FIG. 41 shows a schematic diagram of a collaboration system 2100 according to an alternative embodiment. The collaboration system 2100 comprises event computing devices 2102 and 2106, each functionally connecting to a wireless networking component (not shown) that may serve as an Access Point (AP). In this embodiment, the wireless networking component is integrated into the event computing devices 2102 and 2106. However, the wireless networking component may of course be an independent device physically separated by functionally coupled to the respective event computing device.

In this embodiment, event computing device 2102 connects to an IWB 2104, and event computing device 2106 is in the form of a touch-sensitive table. As will be described later, one of the event computing devices, e.g., event computing device 2102, creates a “signature” wireless network 2100, and other event computing devices join the signature wireless network 2100. Participant computing devices 2110 may also join the signature wireless network using methods as described before. Although not shown in this figure, event computing devices 2102 and 2106, as well as the wireless network 2100, may be connected to servers and other networks such as for example, the Internet or a local area network within an organization, as described before.

The signature wireless network refers to a wireless network having a predefined “signature”, i.e., a predefined feature identifiable by computing devices within the range thereof. Multiple signature wireless networks with different SSIDs may have the same signature, and same vendor identity. Usually the signature is embedded in the signal of the wireless network that is detectable by the computing devices within range.

Each of the event computing devices 2102 and 2106, when started, detects if one or more signature wireless networks have been established, and determines whether to set up a signature wireless network based on the detection. FIG. 42 is a flowchart showing steps performed during an event computing device start up process 2140.

After an event computing device starts, the event computing device uses its wireless networking component to scan for existing signature wireless networks (step 2144). If no signature wireless network is detected (step 2146), the event computing device then starts a signature wireless network by using a default SSID and a randomly generated password/passphrase, and becomes the host computing device of the signature wireless network (step 2148). The process then ends (step 2158).

If at step 2146, the event computing device detects a signature wireless network, it further checks to determine if more than one wireless networks exist (step 2150). If only one signature wireless network exists, the event computing device then automatically retrieves the SSID and password of the detected signature wireless network from the signal thereof (described later), and connects to the detected signature wireless network using the retrieved SSID and password (step 2152). The process then ends (step 2158).

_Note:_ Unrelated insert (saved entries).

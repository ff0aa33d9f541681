//! Configuration management for the forwarding sink.
//!
//! Provides hierarchical configuration loading and validation with:
//! - Default values as code base
//! - Configuration file support (`CONFIG_PATH`)
//! - Environment variable overrides (`FORWARDER__` prefix)
//! - Section-wise validation
mod batch;
mod buffer;
mod failure;
mod monitoring;
mod retry;
mod routing;
mod transport;
pub use batch::*;
pub use buffer::*;
pub use failure::*;
pub use monitoring::*;
pub use retry::*;
pub use routing::*;
pub use transport::*;


use std::env;

use config::Config;
use config::Environment;
use config::File;
use serde::Deserialize;
use serde::Serialize;

use crate::constants::CONFIG_ENV_PREFIX;
use crate::Result;

/// Main configuration container for the forwarding sink
///
/// Combines all subsystem configurations with hierarchical override support:
/// 1. Default values from code implementation
/// 2. Configuration file specified by `CONFIG_PATH`
/// 3. Environment variables (highest priority)
#[derive(Debug, Serialize, Deserialize, Clone, Default)]
pub struct ForwarderConfig {
    /// Remote endpoint, destination and authentication
    #[serde(default)]
    pub transport: TransportConfig,
    /// Capacity and overflow policy of the in-memory buffer
    #[serde(default)]
    pub buffer: BufferConfig,
    /// Batch packing limits
    #[serde(default)]
    pub batch: BatchConfig,
    /// Where the per-cycle routing key comes from
    #[serde(default)]
    pub routing: RoutingConfig,
    /// Retry policies for network sends
    #[serde(default)]
    pub retry: RetryPolicies,
    /// Escalation policy for oversized items and failed sends
    #[serde(default)]
    pub failure: FailurePolicies,
    /// Metrics endpoint and log output
    #[serde(default)]
    pub monitoring: MonitoringConfig,
}

impl ForwarderConfig {
    /// Loads configuration from hierarchical sources without validation.
    ///
    /// Sources are merged in the following order (later sources override earlier):
    /// 1. Type defaults (lowest priority)
    /// 2. Configuration file from `CONFIG_PATH` environment variable (if set)
    /// 3. Environment variables with `FORWARDER__` prefix (highest priority)
    ///
    /// Callers MUST call `validate()` before using the configuration.
    ///
    /// # Examples
    /// ```ignore
    /// std::env::set_var("FORWARDER__BUFFER__CAPACITY", "4096");
    /// let cfg = ForwarderConfig::new()?.validate()?;
    /// ```
    pub fn new() -> Result<Self> {
        let mut builder = Config::builder().add_source(Config::try_from(&Self::default())?);

        if let Ok(config_path) = env::var("CONFIG_PATH") {
            builder = builder.add_source(File::with_name(&config_path).required(true));
        }

        builder = builder.add_source(environment_source());

        let config: Self = builder.build()?.try_deserialize()?;
        Ok(config)
    }

    /// Applies additional configuration overrides from file without validation.
    ///
    /// Merging order (later sources override earlier):
    /// 1. Current configuration values
    /// 2. New configuration file
    /// 3. Latest environment variables (highest priority)
    pub fn with_override_config(
        &self,
        path: &str,
    ) -> Result<Self> {
        let config: Self = Config::builder()
            .add_source(Config::try_from(self)?)
            .add_source(File::with_name(path))
            .add_source(environment_source())
            .build()?
            .try_deserialize()?;
        Ok(config)
    }

    /// Validates every section and returns the validated instance.
    pub fn validate(self) -> Result<Self> {
        self.transport.validate()?;
        self.buffer.validate()?;
        self.batch.validate()?;
        self.routing.validate()?;
        self.retry.validate()?;
        self.monitoring.validate()?;
        Ok(self)
    }
}

fn environment_source() -> Environment {
    Environment::with_prefix(CONFIG_ENV_PREFIX)
        .separator("__")
        .ignore_empty(true)
        .try_parsing(true)
}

If at step 2150, the event computing device detects two or more wireless networks (e.g., two or more wireless networks of which only one wireless network has a signature matching that of the event computing device), the event computing device presents to user a list of detected signature wireless networks, and requests user to select which wireless network the event computing device should join (step 2154). The event computing then automatically retrieves the SSID and password of the user-selected signature wireless network from the signal thereof, and joins the user-selected wireless network (step 2156), and the process ends (step 2158).

In this embodiment, the host computing device embeds the password of the signature wireless network in the beacon signal it broadcasts to all computing devices within the range of its wireless network. FIG. 43 shows an exemplary structure of a beacon signal frame 2170. As can be seen, each beacon signal frame comprises a frame header 2172, a frame body 2174 and a cyclic redundancy check (CRC) section 2176.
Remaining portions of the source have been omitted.